▶ **To do**
Work through the entries below and report how many lines include "ticksPerSubdirectory". The number alone is the answer.

---- Provided data

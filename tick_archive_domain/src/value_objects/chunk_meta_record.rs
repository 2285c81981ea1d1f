// /////////////////////////////////////////////////////////////////////////////
// Tick Archive
// SPDX-License-Identifier: BSD-3-Clause
// /////////////////////////////////////////////////////////////////////////////

//! Per-run metadata that bounds the number of chunk files in any one
//! subdirectory (C8).

use serde::{Deserialize, Serialize};

/// Default cap on files per bucket directory, chosen to keep a single
/// directory listing cheap on common filesystems.
pub const DEFAULT_MAX_FILES_PER_DIRECTORY: u64 = 10_000;

/// Immutable, once-computed-per-run metadata: how many ticks' worth of
/// chunks share one bucket subdirectory.
#[derive(Debug, Clone, Copy, PartialEq, Eq, Serialize, Deserialize)]
pub struct ChunkMetaRecord {
    pub ticks_per_subdirectory: u64,
}

impl ChunkMetaRecord {
    /// Computes `ticks_per_subdirectory` from the first chunk ever written
    /// in a run namespace.
    ///
    /// `chunk_tick_step` approximates the tick span one chunk covers:
    /// `tick_count * max(1, (last_tick - first_tick) / (tick_count - 1))`,
    /// which collapses to `tick_count` itself when the sampling interval is
    /// `1` and degenerates gracefully for a single-tick chunk
    /// (`tick_count == 1`).
    pub fn compute(
        first_tick: u64,
        last_tick: u64,
        tick_count: u64,
        max_files_per_directory: u64,
    ) -> Self {
        let chunk_tick_step = if tick_count <= 1 {
            tick_count.max(1)
        } else {
            let span = last_tick.saturating_sub(first_tick);
            tick_count * (span / (tick_count - 1)).max(1)
        };
        Self {
            ticks_per_subdirectory: max_files_per_directory * chunk_tick_step,
        }
    }

    /// The zero-padded (4-digit) bucket a chunk starting at `first_tick`
    /// belongs to.
    pub fn bucket_for(&self, first_tick: u64) -> String {
        let bucket = first_tick / self.ticks_per_subdirectory.max(1);
        format!("{bucket:04}")
    }

    /// Serializes as the Java-properties-style `.chunk_meta` record:
    /// `key=value` lines, one property per line.
    pub fn to_properties(&self) -> String {
        format!("ticksPerSubdirectory={}\n", self.ticks_per_subdirectory)
    }

    /// Parses a `.chunk_meta` file's contents.
    ///
    /// # Errors
    ///
    /// Returns `Err` if the `ticksPerSubdirectory` key is absent or is not a
    /// valid `u64` — both are treated as equivalent to the file being
    /// missing by the caller (see `ArchiveError::MetadataMissing`).
    pub fn from_properties(contents: &str) -> Result<Self, String> {
        for line in contents.lines() {
            let line = line.trim();
            if let Some(value) = line.strip_prefix("ticksPerSubdirectory=") {
                let ticks_per_subdirectory =
                    value.trim().parse::<u64>().map_err(|e| format!("invalid ticksPerSubdirectory: {e}"))?;
                return Ok(Self { ticks_per_subdirectory });
            }
        }
        Err("ticksPerSubdirectory key not found".to_string())
    }
}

--------

▶ **Answer box**
5